Enniskillen Town Guide

Fermanagh · Updated

Cole's Monument has 108 spiral steps inside it, and if you climb them you come out on a viewing platform above Forthill Park with Lough Erne spread out on both sides. The park itself is five and a half acres of wooded town centre, with shrub gardens and a children's play area at the bottom of the steps. It is a good place to understand where you are, because Enniskillen is difficult to understand from the ground. The historic core sits on a natural island, with the River Erne threading past on either side and linking the Upper and Lower loughs. The name is Irish — Inis Ceithleann, Ceithleann's island — and it means exactly what the town is.

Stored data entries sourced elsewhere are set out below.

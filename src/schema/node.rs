//! The schema tree.

use std::collections::HashMap;
use std::fmt;
use std::sync::Arc;

use serde::{Deserialize, Serialize};

use crate::alias::AliasPath;
use crate::chain::{Next, StageInfo, ValidatorChain, ValidatorStage};
use crate::error::StageError;
use crate::serializer::{SerializeInfo, SerializeNext, SerializerStage};
use crate::value::Value;

use super::model::ModelSchema;
use super::scalar::{Constraints, ScalarKind, ScalarSchema};

/// Stable id of a node registered in a [`SchemaRegistry`](crate::SchemaRegistry).
pub type NodeId = String;

/// An immutable description of one type.
///
/// Children are shared behind `Arc`; recursive shapes go through
/// [`SchemaNode::Ref`], which is resolved against the compiled arena at
/// validation time.
#[derive(Debug, Clone)]
pub enum SchemaNode {
    Scalar(ScalarSchema),
    Sequence(SequenceSchema),
    Mapping(MappingSchema),
    Model(ModelSchema),
    Union(UnionSchema),
    Wrapped(WrappedSchema),
    Ref(NodeId),
}

impl SchemaNode {
    /// Label used as the error path segment when this node is a union member.
    pub fn label(&self) -> String {
        match self {
            SchemaNode::Scalar(s) => s.kind.label(),
            SchemaNode::Sequence(s) => format!("list[{}]", s.item.label()),
            SchemaNode::Mapping(m) => format!("dict[{},{}]", m.key.label(), m.value.label()),
            SchemaNode::Model(m) => m.name.clone(),
            SchemaNode::Union(u) => {
                let members: Vec<String> = u.members.iter().map(UnionMember::label).collect();
                format!("union[{}]", members.join(","))
            }
            SchemaNode::Wrapped(w) => w.inner.label(),
            SchemaNode::Ref(id) => id.clone(),
        }
    }

    /// Visits this node and every node nested in it, without following
    /// references.
    pub fn walk<'n>(&'n self, visit: &mut dyn FnMut(&'n SchemaNode)) {
        visit(self);
        match self {
            SchemaNode::Scalar(_) | SchemaNode::Ref(_) => {}
            SchemaNode::Sequence(s) => s.item.walk(visit),
            SchemaNode::Mapping(m) => {
                m.key.walk(visit);
                m.value.walk(visit);
            }
            SchemaNode::Model(m) => {
                for field in &m.fields {
                    field.schema.walk(visit);
                }
                if let Some(extras) = &m.extras_schema {
                    extras.walk(visit);
                }
            }
            SchemaNode::Union(u) => {
                for member in &u.members {
                    member.schema.walk(visit);
                }
            }
            SchemaNode::Wrapped(w) => w.inner.walk(visit),
        }
    }

    /// Ids of every reference reachable without following references.
    pub fn refs(&self) -> Vec<NodeId> {
        let mut found = Vec::new();
        self.walk(&mut |node| {
            if let SchemaNode::Ref(id) = node {
                found.push(id.clone());
            }
        });
        found
    }

    /// The model this node describes, looking through wrappers.
    pub fn as_model(&self) -> Option<&ModelSchema> {
        match self {
            SchemaNode::Model(m) => Some(m),
            SchemaNode::Wrapped(w) => w.inner.as_model(),
            _ => None,
        }
    }
}

macro_rules! impl_into_node {
    ($($schema:ident => $variant:ident),* $(,)?) => {
        $(
            impl From<$schema> for SchemaNode {
                fn from(schema: $schema) -> Self {
                    SchemaNode::$variant(schema)
                }
            }

            impl From<$schema> for UnionMember {
                fn from(schema: $schema) -> Self {
                    UnionMember::new(schema)
                }
            }
        )*
    };
}

impl_into_node! {
    ScalarSchema => Scalar,
    SequenceSchema => Sequence,
    MappingSchema => Mapping,
    ModelSchema => Model,
    UnionSchema => Union,
    WrappedSchema => Wrapped,
}

impl From<SchemaNode> for UnionMember {
    fn from(schema: SchemaNode) -> Self {
        UnionMember::new(schema)
    }
}

/// A homogeneous list.
#[derive(Debug, Clone)]
pub struct SequenceSchema {
    pub item: Arc<SchemaNode>,
    pub constraints: Constraints,
    /// Stop at the first failing element instead of collecting them all.
    pub fail_fast: bool,
}

impl SequenceSchema {
    pub fn new(item: impl Into<SchemaNode>) -> Self {
        Self {
            item: Arc::new(item.into()),
            constraints: Constraints::default(),
            fail_fast: false,
        }
    }

    pub fn min_length(mut self, min: usize) -> Self {
        self.constraints.min_length = Some(min);
        self
    }

    pub fn max_length(mut self, max: usize) -> Self {
        self.constraints.max_length = Some(max);
        self
    }

    pub fn fail_fast(mut self) -> Self {
        self.fail_fast = true;
        self
    }
}

/// A string-keyed mapping with typed keys and values.
#[derive(Debug, Clone)]
pub struct MappingSchema {
    pub key: Arc<SchemaNode>,
    pub value: Arc<SchemaNode>,
    pub constraints: Constraints,
}

impl MappingSchema {
    pub fn new(key: impl Into<SchemaNode>, value: impl Into<SchemaNode>) -> Self {
        Self {
            key: Arc::new(key.into()),
            value: Arc::new(value.into()),
            constraints: Constraints::default(),
        }
    }

    pub fn min_length(mut self, min: usize) -> Self {
        self.constraints.min_length = Some(min);
        self
    }

    pub fn max_length(mut self, max: usize) -> Self {
        self.constraints.max_length = Some(max);
        self
    }
}

/// A literal discriminator value.
#[derive(Debug, Clone, PartialEq, Eq, Hash, Serialize)]
#[serde(untagged)]
pub enum Tag {
    Str(String),
    Int(i64),
    Bool(bool),
}

impl Tag {
    /// Reads a tag out of a value; only strings, ints and bools qualify.
    pub fn from_value(value: &Value) -> Option<Tag> {
        match value {
            Value::Str(s) => Some(Tag::Str(s.clone())),
            Value::Int(i) => Some(Tag::Int(*i)),
            Value::Bool(b) => Some(Tag::Bool(*b)),
            _ => None,
        }
    }

    pub fn to_value(&self) -> Value {
        match self {
            Tag::Str(s) => Value::Str(s.clone()),
            Tag::Int(i) => Value::Int(*i),
            Tag::Bool(b) => Value::Bool(*b),
        }
    }

    pub(crate) fn repr(&self) -> String {
        self.to_value().repr()
    }
}

impl fmt::Display for Tag {
    fn fmt(&self, f: &mut fmt::Formatter<'_>) -> fmt::Result {
        write!(f, "{}", self.to_value())
    }
}

impl From<&str> for Tag {
    fn from(s: &str) -> Self {
        Tag::Str(s.to_string())
    }
}

impl From<String> for Tag {
    fn from(s: String) -> Self {
        Tag::Str(s)
    }
}

impl From<i64> for Tag {
    fn from(i: i64) -> Self {
        Tag::Int(i)
    }
}

impl From<i32> for Tag {
    fn from(i: i32) -> Self {
        Tag::Int(i64::from(i))
    }
}

impl From<bool> for Tag {
    fn from(b: bool) -> Self {
        Tag::Bool(b)
    }
}

pub type DiscriminatorFn = Arc<dyn Fn(&Value) -> Option<Value> + Send + Sync>;

/// Extracts the tag of a discriminated union's input.
#[derive(Clone)]
pub enum Discriminator {
    /// Reads a key of a dict or an attribute of a model instance.
    Field(AliasPath),
    /// Calls a function; `None` means no tag could be found.
    Callable { name: String, func: DiscriminatorFn },
}

impl Discriminator {
    pub fn field(name: impl Into<String>) -> Self {
        Discriminator::Field(AliasPath::new(name))
    }

    pub fn path(path: AliasPath) -> Self {
        Discriminator::Field(path)
    }

    pub fn callable<F>(name: impl Into<String>, func: F) -> Self
    where
        F: Fn(&Value) -> Option<Value> + Send + Sync + 'static,
    {
        Discriminator::Callable {
            name: name.into(),
            func: Arc::new(func),
        }
    }

    /// How the discriminator is named in error messages, e.g. `'kind'`.
    pub fn describe(&self) -> String {
        match self {
            Discriminator::Field(path) => {
                let parts: Vec<String> = path
                    .items()
                    .iter()
                    .map(|item| match item.as_key() {
                        Some(key) => format!("'{}'", key),
                        None => item.to_string(),
                    })
                    .collect();
                parts.join(".")
            }
            Discriminator::Callable { name, .. } => format!("{}()", name),
        }
    }

    /// Extracts the raw tag value.
    pub(crate) fn extract(&self, input: &Value) -> Option<Value> {
        match self {
            Discriminator::Field(path) => path.lookup(input).cloned(),
            Discriminator::Callable { func, .. } => func(input),
        }
    }
}

impl fmt::Debug for Discriminator {
    fn fmt(&self, f: &mut fmt::Formatter<'_>) -> fmt::Result {
        write!(f, "Discriminator({})", self.describe())
    }
}

/// How an untagged union picks its member.
#[derive(Debug, Clone, Copy, Default, PartialEq, Eq, Serialize, Deserialize)]
#[serde(rename_all = "snake_case")]
pub enum UnionMode {
    /// Best match by populated fields, then exactness.
    #[default]
    Smart,
    /// First member that validates.
    LeftToRight,
}

/// One alternative of a union.
#[derive(Debug, Clone)]
pub struct UnionMember {
    pub schema: Arc<SchemaNode>,
    pub tags: Vec<Tag>,
    label: Option<String>,
}

impl UnionMember {
    pub fn new(schema: impl Into<SchemaNode>) -> Self {
        Self {
            schema: Arc::new(schema.into()),
            tags: Vec::new(),
            label: None,
        }
    }

    /// Maps another tag to this member.
    pub fn tag(mut self, tag: impl Into<Tag>) -> Self {
        self.tags.push(tag.into());
        self
    }

    /// Overrides the error path segment for this member.
    pub fn with_label(mut self, label: impl Into<String>) -> Self {
        self.label = Some(label.into());
        self
    }

    pub fn label(&self) -> String {
        self.label.clone().unwrap_or_else(|| self.schema.label())
    }
}

/// A choice between alternatives.
///
/// With a [`Discriminator`] the union is tagged: only the member mapped to
/// the input's tag is validated. Otherwise [`UnionMode`] decides.
///
/// # Example
///
/// ```rust
/// use schemata::{CompiledSchema, Schema, Value};
///
/// let schema = CompiledSchema::new(Schema::union([Schema::int(), Schema::str()])).unwrap();
///
/// // "1" is a valid str as-is, so it is not coerced to an int
/// let result = schema.validate(&Value::from("1")).unwrap();
/// assert_eq!(result.into_result().unwrap(), Value::from("1"));
/// ```
#[derive(Debug, Clone)]
pub struct UnionSchema {
    pub members: Vec<UnionMember>,
    pub mode: UnionMode,
    pub discriminator: Option<Discriminator>,
    tag_index: HashMap<Tag, usize>,
}

impl UnionSchema {
    pub fn new<I, M>(members: I) -> Self
    where
        I: IntoIterator<Item = M>,
        M: Into<UnionMember>,
    {
        Self {
            members: members.into_iter().map(Into::into).collect(),
            mode: UnionMode::Smart,
            discriminator: None,
            tag_index: HashMap::new(),
        }
    }

    pub fn mode(mut self, mode: UnionMode) -> Self {
        self.mode = mode;
        self
    }

    pub fn left_to_right(self) -> Self {
        self.mode(UnionMode::LeftToRight)
    }

    /// Makes this a tagged union.
    ///
    /// Members without explicit tags whose schema is a model with a literal
    /// field at the discriminator key get that literal's values as tags.
    pub fn discriminator(mut self, discriminator: Discriminator) -> Self {
        if let Discriminator::Field(path) = &discriminator {
            if let (Some(key), 1) = (path.first_key(), path.items().len()) {
                for member in &mut self.members {
                    if member.tags.is_empty() {
                        member.tags = inferred_tags(&member.schema, key);
                    }
                }
            }
        }
        self.discriminator = Some(discriminator);
        self.index_tags();
        self
    }

    /// Index of the member a tag maps to.
    pub fn member_for(&self, tag: &Tag) -> Option<usize> {
        self.tag_index.get(tag).copied()
    }

    /// Every mapped tag, in member order.
    pub fn expected_tags(&self) -> Vec<&Tag> {
        self.members.iter().flat_map(|m| m.tags.iter()).collect()
    }

    fn index_tags(&mut self) {
        self.tag_index.clear();
        for (idx, member) in self.members.iter().enumerate() {
            for tag in &member.tags {
                self.tag_index.entry(tag.clone()).or_insert(idx);
            }
        }
    }
}

fn inferred_tags(schema: &SchemaNode, key: &str) -> Vec<Tag> {
    let Some(model) = schema.as_model() else {
        return Vec::new();
    };
    let field = model.resolved_fields().find(|(f, aliases)| {
        f.name == key || aliases.validation.first().and_then(AliasPath::first_key) == Some(key)
    });
    match field.map(|(f, _)| f.schema.as_ref()) {
        Some(SchemaNode::Scalar(ScalarSchema {
            kind: ScalarKind::Literal(values),
            ..
        })) => values.iter().filter_map(Tag::from_value).collect(),
        _ => Vec::new(),
    }
}

/// A node with validator stages and an optional custom serializer.
///
/// # Example
///
/// ```rust
/// use schemata::{CompiledSchema, Schema, Value};
///
/// let trimmed = Schema::wrapped(Schema::str().min_length(1))
///     .before(|v, _| Ok(match v {
///         Value::Str(s) => Value::Str(s.trim().to_string()),
///         other => other,
///     }));
///
/// let schema = CompiledSchema::new(trimmed).unwrap();
/// assert!(schema.validate(&Value::from("   ")).unwrap().is_failure());
/// ```
#[derive(Debug, Clone)]
pub struct WrappedSchema {
    pub inner: Arc<SchemaNode>,
    pub chain: ValidatorChain,
    pub serializer: Option<SerializerStage>,
}

impl WrappedSchema {
    pub fn new(inner: impl Into<SchemaNode>) -> Self {
        Self {
            inner: Arc::new(inner.into()),
            chain: ValidatorChain::new(),
            serializer: None,
        }
    }

    /// Appends a stage; later stages run outside earlier ones.
    pub fn stage(mut self, stage: ValidatorStage) -> Self {
        self.chain.push(stage);
        self
    }

    pub fn before<F>(self, f: F) -> Self
    where
        F: Fn(Value, &StageInfo<'_>) -> Result<Value, StageError> + Send + Sync + 'static,
    {
        self.stage(ValidatorStage::before(f))
    }

    pub fn after<F>(self, f: F) -> Self
    where
        F: Fn(Value, &StageInfo<'_>) -> Result<Value, StageError> + Send + Sync + 'static,
    {
        self.stage(ValidatorStage::after(f))
    }

    pub fn wrap<F>(self, f: F) -> Self
    where
        F: Fn(Value, &mut Next<'_>, &StageInfo<'_>) -> Result<Value, StageError>
            + Send
            + Sync
            + 'static,
    {
        self.stage(ValidatorStage::wrap(f))
    }

    pub fn plain<F>(self, f: F) -> Self
    where
        F: Fn(Value, &StageInfo<'_>) -> Result<Value, StageError> + Send + Sync + 'static,
    {
        self.stage(ValidatorStage::plain(f))
    }

    /// Replaces how the inner node is dumped.
    pub fn serialize_plain<F>(mut self, f: F) -> Self
    where
        F: Fn(Value, &SerializeInfo<'_>) -> Result<Value, StageError> + Send + Sync + 'static,
    {
        self.serializer = Some(SerializerStage::plain(f));
        self
    }

    /// Wraps how the inner node is dumped.
    pub fn serialize_wrap<F>(mut self, f: F) -> Self
    where
        F: Fn(Value, &mut SerializeNext<'_>, &SerializeInfo<'_>) -> Result<Value, StageError>
            + Send
            + Sync
            + 'static,
    {
        self.serializer = Some(SerializerStage::wrap(f));
        self
    }
}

Two spires dominate the main ridge. St Macartin's Cathedral, Church of Ireland, Grade A listed, stands on high ground with a 150-foot tower and one bell cast from a cannon used at the Battle of the Boyne. It is the Regimental Chapel of the Royal Inniskilling Fusiliers, whose memorials line the walls. Directly opposite, across the Main Street, St Michael's Roman Catholic church answers it in French Neo-Gothic, its high spire deliberately echoing the cathedral's tower. You can stand between the two and look up at both.

The pubs are the reason to stay in the town rather than drive out of it. Blakes of the Hollow on Church Street has been pouring Guinness for over 125 years — established 1887, named after the Blake family, and still fitted with its original snugs, etched glass, pitched pine woodwork and tiled floors. It calls itself "one of the most famous and well recognised Victorian pubs in Ireland," which is the kind of claim a pub can make about itself when it has the woodwork to back it. Live traditional music plays every Friday, and the attached restaurant, 28@ The Hollow, does modern Irish cooking under chef Glenn Wheeler.

Charlie's Bar, founded in 1944 by Charlie Burns, runs trad sessions Thursday to Sunday, the Sunday-night ones especially. The Crowe's Nest, established 1897, does everything from traditional Irish to rock.

For coffee and food, the Buttermarket is a restored early-19th-century craft courtyard with sixteen studios and Rebecca's Coffee Shop, named after the woman said to be the first person to sell freshly baked bread in Enniskillen. Elsewhere there's White Rabbit for barista coffee and traybakes, Folk for bread and croissants, and Lydia's Bakery at the Diamond. Dollakis does Greek mezze; Little Wing does light-crust pizza.

Walking is the other draw. The Round O and the Broadmeadow are both lakeside strolls on the Erne. Ten minutes out, Castle Coole's parkland has a lakeside trail through mature woodland — snowdrops then bluebells in spring, orchids in the grassland, and long-eared owls resident in the trees.

There is no railway. The last train left on 30 September 1957, ending a line that, because it crossed the border, had escaped nationalisation to become the last independent standard-gauge railway in Ireland. The Ulsterbus 261 from Belfast takes about two hours and drops you at the Shore Road station.

Portora Royal School, up on Portora Hill, taught both Oscar Wilde and Samuel Beckett — the latter the only Nobel laureate to have played first-class cricket.